- **Extracted entries**
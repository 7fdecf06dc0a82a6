use crate::error::{Error, Result};
use serde::{Deserialize, Serialize};
use std::time::Duration;
use tracing::{debug, info};

/// One timestamped summary returned by `/sections`.
///
/// The backend reports failures in-band as `[{"error": "..."}]`, so every
/// field besides `error` may be missing.
#[derive(Debug, Clone, Default, PartialEq, Serialize, Deserialize)]
pub struct Section {
    #[serde(default)]
    pub start: String,
    #[serde(default)]
    pub end: String,
    #[serde(default)]
    pub summary: String,
    #[serde(default, skip_serializing_if = "Option::is_none")]
    pub error: Option<String>,
    #[serde(default, skip_serializing_if = "Option::is_none")]
    pub link: Option<String>,
}

impl Section {
    pub fn is_error(&self) -> bool {
        self.error.is_some()
    }
}

#[derive(Debug, Clone, PartialEq, Serialize, Deserialize)]
pub struct VisualResult {
    pub timestamp: f64,
    pub description: String,
    #[serde(default, skip_serializing_if = "Option::is_none")]
    pub score: Option<f64>,
}

// `/visual-search` answers `{}` when no frame matched.
#[derive(Debug, Deserialize)]
struct RawVisualResult {
    timestamp: Option<f64>,
    description: Option<String>,
    score: Option<f64>,
}

#[derive(Debug, Serialize)]
struct SectionsRequest<'a> {
    video_url: &'a str,
    api_key: &'a str,
}

#[derive(Debug, Serialize)]
struct QuestionRequest<'a> {
    video_url: &'a str,
    question: &'a str,
    api_key: &'a str,
}

#[derive(Debug, Serialize)]
struct VisualSearchRequest<'a> {
    video_url: &'a str,
    query: &'a str,
    api_key: &'a str,
}

#[derive(Clone)]
pub struct BackendClient {
    client: reqwest::Client,
    base_url: String,
}

impl BackendClient {
    pub fn new(base_url: &str, timeout: Duration) -> Result<Self> {
        let client = reqwest::Client::builder().timeout(timeout).build()?;

        Ok(Self {
            client,
            base_url: base_url.trim_end_matches('/').to_string(),
        })
    }

    pub fn base_url(&self) -> &str {
        &self.base_url
    }

    pub async fn fetch_sections(&self, video_url: &str, api_key: &str) -> Result<Vec<Section>> {
        info!(video_url, "requesting sections");
        let body = self
            .post("/sections", &SectionsRequest { video_url, api_key })
            .await?;
        parse_sections(&body)
    }

    /// Returns the raw answer body; callers run it through the annotator.
    pub async fn ask_question(
        &self,
        video_url: &str,
        question: &str,
        api_key: &str,
    ) -> Result<String> {
        info!(video_url, "asking question");
        self.post(
            "/question",
            &QuestionRequest {
                video_url,
                question,
                api_key,
            },
        )
        .await
    }

    pub async fn visual_search(
        &self,
        video_url: &str,
        query: &str,
        api_key: &str,
    ) -> Result<Option<VisualResult>> {
        info!(video_url, query, "running visual search");
        let body = self
            .post(
                "/visual-search",
                &VisualSearchRequest {
                    video_url,
                    query,
                    api_key,
                },
            )
            .await?;
        parse_visual_result(&body)
    }

    async fn post<T: Serialize + ?Sized>(&self, path: &str, payload: &T) -> Result<String> {
        let endpoint = format!("{}{path}", self.base_url);

        let resp = self.client.post(&endpoint).json(payload).send().await?;

        let status = resp.status();
        let body = resp.text().await?;
        debug!(%endpoint, status = status.as_u16(), bytes = body.len(), "backend response");

        if !status.is_success() {
            return Err(Error::Backend {
                status: status.as_u16(),
                body,
            });
        }

        Ok(body)
    }
}

pub fn parse_sections(body: &str) -> Result<Vec<Section>> {
    Ok(serde_json::from_str(body)?)
}

pub fn parse_visual_result(body: &str) -> Result<Option<VisualResult>> {
    if body.trim().is_empty() || body.trim() == "null" {
        return Ok(None);
    }
    let raw: RawVisualResult = serde_json::from_str(body)?;
    Ok(match (raw.timestamp, raw.description) {
        (Some(timestamp), Some(description)) => Some(VisualResult {
            timestamp,
            description,
            score: raw.score,
        }),
        _ => None,
    })
}

#[cfg(test)]
mod tests {
    use super::*;
    use axum::{Json, Router, http::StatusCode, routing::post};
    use serde_json::{Value, json};

    async fn spawn_backend(router: Router) -> String {
        let listener = tokio::net::TcpListener::bind("127.0.0.1:0")
            .await
            .expect("bind test listener");
        let addr = listener.local_addr().expect("local addr");
        tokio::spawn(async move {
            axum::serve(listener, router).await.expect("serve");
        });
        format!("http://{addr}")
    }

    fn client(base: &str) -> BackendClient {
        BackendClient::new(base, Duration::from_secs(5)).expect("client")
    }

    #[test]
    fn sections_parse_with_link_and_error_rows() {
        let sections = parse_sections(
            r#"[{"start":"00:00","end":"01:18","summary":"Intro","link":"https://x&t=0s"},{"error":"quota"}]"#,
        )
        .expect("valid json");
        assert_eq!(sections.len(), 2);
        assert_eq!(sections[0].summary, "Intro");
        assert!(!sections[0].is_error());
        assert_eq!(sections[1].error.as_deref(), Some("quota"));
        assert!(sections[1].is_error());
    }

    #[test]
    fn empty_visual_result_is_none() {
        assert_eq!(parse_visual_result("{}").expect("valid"), None);
        assert_eq!(parse_visual_result("null").expect("valid"), None);

        let result = parse_visual_result(r#"{"timestamp":45,"description":"a red car"}"#)
            .expect("valid")
            .expect("some result");
        assert_eq!(result.timestamp, 45.0);
        assert_eq!(result.score, None);
    }

    #[tokio::test]
    async fn posts_contract_bodies() {
        let router = Router::new()
            .route(
                "/sections",
                post(|Json(body): Json<Value>| async move {
                    assert_eq!(body["video_url"], "https://www.youtube.com/watch?v=abc");
                    assert_eq!(body["api_key"], "secret");
                    Json(json!([{"start": "00:00", "end": "00:30", "summary": "Hello"}]))
                }),
            )
            .route(
                "/question",
                post(|Json(body): Json<Value>| async move {
                    assert_eq!(body["question"], "what happens?");
                    assert_eq!(body["api_key"], "secret");
                    Json(json!("At 00:30 things happen"))
                }),
            )
            .route(
                "/visual-search",
                post(|Json(body): Json<Value>| async move {
                    assert_eq!(body["query"], "a dog");
                    Json(json!({"timestamp": 30, "description": "dog", "score": 0.8}))
                }),
            );
        let base = spawn_backend(router).await;
        let backend = client(&base);
        let url = "https://www.youtube.com/watch?v=abc";

        let sections = backend.fetch_sections(url, "secret").await.expect("sections");
        assert_eq!(sections[0].summary, "Hello");

        let answer = backend
            .ask_question(url, "what happens?", "secret")
            .await
            .expect("answer");
        assert_eq!(answer, r#""At 00:30 things happen""#);

        let visual = backend
            .visual_search(url, "a dog", "secret")
            .await
            .expect("visual")
            .expect("match");
        assert_eq!(visual.description, "dog");
        assert_eq!(visual.score, Some(0.8));
    }

    #[tokio::test]
    async fn non_success_status_is_backend_error() {
        let router = Router::new().route(
            "/sections",
            post(|| async { (StatusCode::INTERNAL_SERVER_ERROR, "boom") }),
        );
        let base = spawn_backend(router).await;

        let err = client(&base)
            .fetch_sections("https://www.youtube.com/watch?v=abc", "k")
            .await
            .expect_err("should fail");
        assert!(matches!(err, Error::Backend { status: 500, ref body } if body == "boom"));
    }

    #[tokio::test]
    async fn trailing_slash_is_trimmed() {
        assert_eq!(client("http://localhost:8000/").base_url(), "http://localhost:8000");
    }
}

- **Task details**
Whenever "query" occurs in a line of the entries, copy that line.

- **Exercise output**
    query: &'a str,
        query: &str,
        info!(video_url, query, "running visual search");
                    query,
                    assert_eq!(body["query"], "a dog");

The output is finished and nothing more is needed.